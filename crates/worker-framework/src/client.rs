//! # Action Endpoint
//!
//! Caller side of the dispatch protocol. An [`ActionEndpoint`] stamps the `action` and
//! `style` headers onto a bus message, so callers never deal with raw headers:
//!
//! ```rust,no_run
//! # async fn demo(bus: worker_framework::Bus) -> Result<(), worker_framework::BusError> {
//! use serde_json::json;
//! use worker_framework::endpoint;
//!
//! let value = endpoint(&bus)
//!     .address("workers.resource.kv::main")
//!     .action("get")
//!     .request(json!({"key": "greeting"}))
//!     .await?;
//! # Ok(())
//! # }
//! ```
//!
//! Typed agents (see the sample crate) wrap an endpoint and expose one method per action.

use crate::bus::Bus;
use crate::error::BusError;
use crate::message::{parse_signature, ActionEnvelope, RequestStyle};
use serde::de::DeserializeOwned;
use serde_json::Value;
use std::time::Duration;

const DEFAULT_TIMEOUT: Duration = Duration::from_secs(30);

pub fn endpoint(bus: &Bus) -> ActionEndpoint {
    ActionEndpoint::new(bus.clone())
}

#[derive(Clone)]
pub struct ActionEndpoint {
    bus: Bus,
    address: String,
    action: String,
    timeout: Duration,
}

impl ActionEndpoint {
    pub fn new(bus: Bus) -> Self {
        Self {
            bus,
            address: String::new(),
            action: String::new(),
            timeout: DEFAULT_TIMEOUT,
        }
    }

    pub fn address(mut self, address: impl Into<String>) -> Self {
        self.address = address.into();
        self
    }

    pub fn action(mut self, action: impl Into<String>) -> Self {
        self.action = action.into();
        self
    }

    /// Sets address and action from `"<address>#<action>"`.
    pub fn signature(self, signature: &str) -> Result<Self, BusError> {
        let (address, action) = parse_signature(signature)?;
        Ok(self.address(address).action(action))
    }

    /// How long [`request`](Self::request) waits for a reply.
    pub fn timeout(mut self, timeout: Duration) -> Self {
        self.timeout = timeout;
        self
    }

    fn envelope(&self, style: RequestStyle, payload: Option<Value>) -> ActionEnvelope {
        let envelope =
            ActionEnvelope::new(self.address.clone(), self.action.clone()).with_style(style);
        match payload {
            Some(payload) => envelope.with_payload(payload),
            None => envelope,
        }
    }

    async fn do_request(&self, payload: Option<Value>) -> Result<Value, BusError> {
        let envelope = self.envelope(RequestStyle::Request, payload);
        self.bus
            .request(
                &envelope.target_address,
                envelope.headers(),
                envelope.payload,
                self.timeout,
            )
            .await
    }

    pub async fn request(&self, payload: Value) -> Result<Value, BusError> {
        self.do_request(Some(payload)).await
    }

    /// Request without payload, which selects the handler's no-argument form.
    pub async fn request_empty(&self) -> Result<Value, BusError> {
        self.do_request(None).await
    }

    /// Request whose reply is deserialized into `T`.
    pub async fn request_as<T: DeserializeOwned>(
        &self,
        payload: Option<Value>,
    ) -> Result<T, BusError> {
        let value = self.do_request(payload).await?;
        serde_json::from_value(value).map_err(|e| BusError::Decode(e.to_string()))
    }

    pub async fn send(&self, payload: Value) -> Result<(), BusError> {
        let envelope = self.envelope(RequestStyle::Send, Some(payload));
        self.bus
            .send(&envelope.target_address, envelope.headers(), envelope.payload)
            .await
    }

    pub async fn send_empty(&self) -> Result<(), BusError> {
        let envelope = self.envelope(RequestStyle::Send, None);
        self.bus
            .send(&envelope.target_address, envelope.headers(), None)
            .await
    }

    /// Broadcasts to every consumer of the address. Returns how many were reached.
    pub async fn publish(&self, payload: Value) -> usize {
        let envelope = self.envelope(RequestStyle::Publish, Some(payload));
        self.bus
            .publish(&envelope.target_address, envelope.headers(), envelope.payload)
            .await
    }
}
- - -
What you are asked to do: Please copy only the lines between the first line of the entries and the line with "pub fn address(mut", keeping those two end lines as well, exactly as written.

Response:
filename crates/worker-framework/src/client.rs
//! # Action Endpoint
//!
//! Caller side of the dispatch protocol. An [`ActionEndpoint`] stamps the `action` and
//! `style` headers onto a bus message, so callers never deal with raw headers:
//!
//! ```rust,no_run
//! # async fn demo(bus: worker_framework::Bus) -> Result<(), worker_framework::BusError> {
//! use serde_json::json;
//! use worker_framework::endpoint;
//!
//! let value = endpoint(&bus)
//!     .address("workers.resource.kv::main")
//!     .action("get")
//!     .request(json!({"key": "greeting"}))
//!     .await?;
//! # Ok(())
//! # }
//! ```
//!
//! Typed agents (see the sample crate) wrap an endpoint and expose one method per action.

use crate::bus::Bus;
use crate::error::BusError;
use crate::message::{parse_signature, ActionEnvelope, RequestStyle};
use serde::de::DeserializeOwned;
use serde_json::Value;
use std::time::Duration;

const DEFAULT_TIMEOUT: Duration = Duration::from_secs(30);

pub fn endpoint(bus: &Bus) -> ActionEndpoint {
    ActionEndpoint::new(bus.clone())
}

#[derive(Clone)]
pub struct ActionEndpoint {
    bus: Bus,
    address: String,
    action: String,
    timeout: Duration,
}

impl ActionEndpoint {
    pub fn new(bus: Bus) -> Self {
        Self {
            bus,
            address: String::new(),
            action: String::new(),
            timeout: DEFAULT_TIMEOUT,
        }
    }

    pub fn address(mut self, address: impl Into<String>) -> Self {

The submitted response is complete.